April 26, 2024
IT CHAPTER 2 screenwriter Gary Dauberman deepens the themes and the scares. How'd he do it? FreshFiction found out.

Courtney Howard // Film Critic

Hot off his directorial debut, ANNABELLE COMES HOME, screenwriter Gary Dauberman returns to the scares and cares found within the pages of author Stephen King’s novel IT with IT CHAPTER 2. This continuation of the “Losers” Club’s traumatic saga picks up 27 years after the events in the first film that rendered seven teens (played by Jaeden Martell, Wyatt Oleff, Jack Dylan Grazer, Finn Wolfhard, Sophia Lillis, Chosen Jacobs, and Jeremy Ray Taylor) the victors of a battle against shape-shifting entity, Pennywise the Dancing Clown (Bill Skarsgård). Now adults, the gang (played byJessica Chastain, James McAvoy, Bill Hader, Isaiah Mustafa, Jay Ryan, James Ransone, Andy Bean) must face-off with the evil that emotionally scarred them as children to – once and for all – rid Derry of the menacing spirit.

How many times did you read the novel before you knew what you needed to keep and what you could lose?

I don’t have a number to attach to it, but I’ll say it’s a lot. When I’m writing, I have my kindle app up so I can scroll through what [King] did here and there. It’s great for when you’re just bouncing around the book. What’s the movie and what’s the book blurs for me now.

When you first read this book, what character do you identify with the most – and has that changed over the years?

It didn’t change when I was writing this. As a kid, I identified with Bill, but I don’t have a specific reason for you why. I think the stutter and the sense of being an outsider, trying to find friends and that first bond of finding friends. Beverly coming into the group and the first love of it all.

Working on an adaptation sort of seems like singing a cover song – make it your own or why bother. Was there a part of your work on this where you felt you could take creative liberties that remained true to the spirit of the book – or even improve?

I love your comparison to a cover.

I mean that in a good way.

No, no, no. I love that! Yeah, there were. I try to be so respectful of the source material, but not to a fault where the movie suddenly collapses under its own weight. There are things you have to hold onto that you don’t want to mess with. When it comes to scares, and set pieces, yes, you’re going to have Georgie in the sewer, you’re gonna have Paul Bunyan. But then it’s how do you “plus” that? What’s your interpretation of the things you need to include? Now you can play it what works best for the movie. Everyone who worked on this movie are such fans of the book, so their gonna tell you when you’ve gone way too far, or to bring it back to the book. Not that, that ever happened, but you have barometers around you constantly whether or not you’re running off course.

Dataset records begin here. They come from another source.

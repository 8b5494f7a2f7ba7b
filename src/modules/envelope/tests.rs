// Copyright © 2025 rustmailer.com
// Licensed under RustMailer License Agreement v1.0
// Unauthorized copying, modification, or distribution is prohibited.

use serde_json::json;

use crate::modules::{
    attribute::{AttributeValue, ItemExt},
    database::schema::*,
    envelope::{
        extractor::{build_inbox_record, parse_content},
        parse_inbound,
        text::GenerateText,
        InboundMail,
    },
    error::code::ErrorCode,
    format::extract_type_year_month,
};

const REPLY: &str = "From: \"Bob Builder\" <bob@example.com>\r\n\
To: Alice <alice@example.com>, carol@example.com\r\n\
Cc: <dave@example.com>\r\n\
Subject: Re: Plans\r\n\
Message-ID: <b@x>\r\n\
In-Reply-To: <a@x>\r\n\
References: <root@x>\r\n <a@x>\r\n\
Return-Path: <bounce@example.com>\r\n\
Date: Wed, 31 Jan 2024 23:30:00 -0500\r\n\
Content-Type: text/plain; charset=utf-8\r\n\
\r\n\
Sounds good.\r\n";

const HTML_ONLY: &str = "From: bob@example.com\r\n\
To: alice@example.com\r\n\
Subject: Html\r\n\
Message-ID: <h@x>\r\n\
Content-Type: text/html; charset=utf-8\r\n\
\r\n\
<p>Hello <b>there</b></p>\r\n";

fn mail(message_id: &str, timestamp: &str) -> InboundMail {
    InboundMail {
        message_id: message_id.into(),
        timestamp: timestamp.into(),
        source: "Bounce Handler <bounce@example.com>".into(),
        destination: vec!["alice@example.com".into()],
        ..Default::default()
    }
}

#[test]
fn test_inbox_record_projection() {
    let item = build_inbox_record(
        REPLY.as_bytes(),
        &mail("m-b", "2024-02-01T04:30:00.000Z"),
        GenerateText::Auto,
    )
    .unwrap();

    assert_eq!(item.get_s(MESSAGE_ID), Some("m-b"));
    assert_eq!(item.get_s(TYPE_YEAR_MONTH), Some("inbox#2024-02"));
    assert_eq!(item.get_s(DATE_TIME), Some("01-04:30:00"));
    assert_eq!(item.get_s(ORIGINAL_MESSAGE_ID), Some("<b@x>"));
    assert_eq!(item.get_s(SUBJECT), Some("Re: Plans"));
    assert_eq!(item.get_s(SOURCE), Some("bounce@example.com"));
    assert_eq!(item.get_s(RETURN_PATH), Some("bounce@example.com"));
    assert_eq!(item.get_list(FROM), vec!["Bob Builder <bob@example.com>"]);
    assert_eq!(
        item.get_list(TO),
        vec!["Alice <alice@example.com>", "carol@example.com"]
    );
    assert_eq!(item.get_list(CC), vec!["dave@example.com"]);
    assert!(item.get_list(BCC).is_empty());
    assert_eq!(item.get_s(IN_REPLY_TO), Some("<a@x>"));
    assert_eq!(item.get_s(REFERENCES), Some("<root@x> <a@x>"));
    assert_eq!(item.get_s(DATE_SENT), Some("2024-01-31T23:30:00-05:00"));
    assert_eq!(item.get_s(TEXT).map(str::trim), Some("Sounds good."));
    assert_eq!(item.get_s(HTML), Some(""));
    assert_eq!(item.get(UNREAD), Some(&AttributeValue::Bool(true)));
    assert_eq!(item.get(ATTACHMENTS), Some(&AttributeValue::L(vec![])));
    assert!(!item.has(THREAD_ID));

    // the partition key follows the receive time in UTC
    let tym = extract_type_year_month(item.get_s(TYPE_YEAR_MONTH).unwrap()).unwrap();
    assert_eq!((tym.year, tym.month), (2024, 2));
}

#[test]
fn test_invalid_timestamp() {
    let err = build_inbox_record(
        REPLY.as_bytes(),
        &mail("m-b", "yesterday"),
        GenerateText::Auto,
    )
    .unwrap_err();
    assert!(err.is(ErrorCode::InvalidInput));
}

#[test]
fn test_common_headers_fill_gaps() {
    let raw = "Content-Type: text/plain\r\n\r\nno headers\r\n";
    let mut inbound = mail("m-c", "2024-03-05T10:00:00Z");
    inbound.common_headers.subject = "From receiver".into();
    inbound.common_headers.message_id = "<c@x>".into();
    inbound.common_headers.from = vec!["Eve <eve@example.com>".into()];
    inbound.common_headers.date = "Tue, 05 Mar 2024 10:00:00 +0000".into();

    let item = build_inbox_record(raw.as_bytes(), &inbound, GenerateText::Off).unwrap();
    assert_eq!(item.get_s(SUBJECT), Some("From receiver"));
    assert_eq!(item.get_s(ORIGINAL_MESSAGE_ID), Some("<c@x>"));
    assert_eq!(item.get_list(FROM), vec!["Eve <eve@example.com>"]);
    assert_eq!(item.get_s(DATE_SENT), Some("2024-03-05T10:00:00Z"));
}

#[test]
fn test_generate_text_policy() {
    let auto = parse_content(HTML_ONLY.as_bytes(), GenerateText::Auto).unwrap();
    assert!(auto.html.contains("<b>there</b>"));
    assert!(auto.text.contains("Hello"));
    assert!(!auto.text.contains("<p>"));

    let off = parse_content(HTML_ONLY.as_bytes(), GenerateText::Off).unwrap();
    assert_eq!(off.text, "");

    let on = GenerateText::On.apply("stale text", "<p>fresh</p>");
    assert_eq!(on.trim(), "fresh");
    assert_eq!(GenerateText::Auto.apply("kept", "<p>ignored</p>"), "kept");
    assert_eq!(GenerateText::Auto.apply("", ""), "");

    assert_eq!("on".parse::<GenerateText>().unwrap(), GenerateText::On);
    assert!("sometimes"
        .parse::<GenerateText>()
        .unwrap_err()
        .is(ErrorCode::InvalidInput));
}

#[test]
fn test_content_update_sets_five_attributes() {
    let content = parse_content(REPLY.as_bytes(), GenerateText::Auto).unwrap();
    let update = content.to_update();
    assert_eq!(update.actions.len(), 5);
}

#[test]
fn test_parse_inbound_single_and_batch() {
    let single = json!({
        "eventSource": "aws:ses",
        "mail": {
            "messageId": "m1",
            "timestamp": "2024-01-02T03:04:05.000Z",
            "source": "a@example.com",
            "destination": ["b@example.com"],
            "commonHeaders": { "subject": "Hi", "from": ["a@example.com"] }
        },
        "receipt": {}
    });
    let events = parse_inbound(single.clone()).unwrap();
    assert_eq!(events.len(), 1);
    assert_eq!(events[0].mail.message_id, "m1");
    assert_eq!(events[0].mail.common_headers.subject, "Hi");

    let batch = json!({ "Records": [{ "ses": single }, { "ses": {
        "mail": { "messageId": "m2", "timestamp": "2024-01-02T03:04:05Z" }
    } }] });
    let ids: Vec<String> = parse_inbound(batch)
        .unwrap()
        .into_iter()
        .map(|e| e.mail.message_id)
        .collect();
    assert_eq!(ids, vec!["m1", "m2"]);

    let err = parse_inbound(json!({ "mail": { "timestamp": "x" } })).unwrap_err();
    assert!(err.is(ErrorCode::InvalidInput));
    let err = parse_inbound(json!({ "mail": { "messageId": " ", "timestamp": "x" } }))
        .unwrap_err();
    assert!(err.is(ErrorCode::InvalidInput));
}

The first chapter focuses on the childhood portions. However, CHAPTER TWO mimics more of the structure of the book, flipping back and forth on the timeline. How much of a challenge was modulating that balance, connecting the emotional through lines of childhood and adulthood perspectives? 

Bringing those kids back on set on the second one is important because it helps tell the story of the adult losers remembering their youth. Otherwise it’s going to be a scene of Ben telling Beverly, “I remember…” and like, great. How did you remember and what did you remember? So early on, we knew we had to bring the kids back to help tell that part of the story.

My challenge was I wanted to preserve was that because of the first movie, you don’t want people to go, “Well I wish we were back with the kids.” This is really the adults movie and the kids are the supporting characters, I feel like. When you have a cast like this, they do a lot of the heavy lifting.

Bill Skarsgård in IT CHAPTER 2. Courtesy of New Line Cinema and Warner Brothers.

I was so impressed that you made sense of the entity’s origin. It’s such an abstract concept in the book.

That’s a lot of coffee, a lot of conversations with the Muschetti and studio, going what can we do. You start off big and you refine, refine, refine. It’s that putting the clay on the table and sculpting it and hoping it’ll resemble a familiar shape to people. That was one where we really had to take some big swings away from the book to make it work. And you’re nervous about it. That was one area where we went, “How do we tell this visually and it’s going to make sense to people who don’t want to read ten pages of interdimensional time travel?”

You never know when you write these things how it’s going translate visually. Was there anything you were astounded by that Andy did in that respect? 

It’s one of my favorite parts of the writing process – seeing what people take from your words and make it their own. That goes to Andy, to the set designer, to the cast, to the DP, and everybody, because they’re so great at what they do. In the best case, it makes you look so much better. Across the board, there wasn’t a scene where I thought it looked better in my head. It’s like “Oh my God! They killed it!” I love the collaborative nature of film. I always love walking onto the sets and seeing what the set designer has done – like taking one little thing and gave it life.

What sequence did you find was the most fun to take from book pages to screenplay? I don’t know if you’re a writer who thrives finding creativity in the challenge.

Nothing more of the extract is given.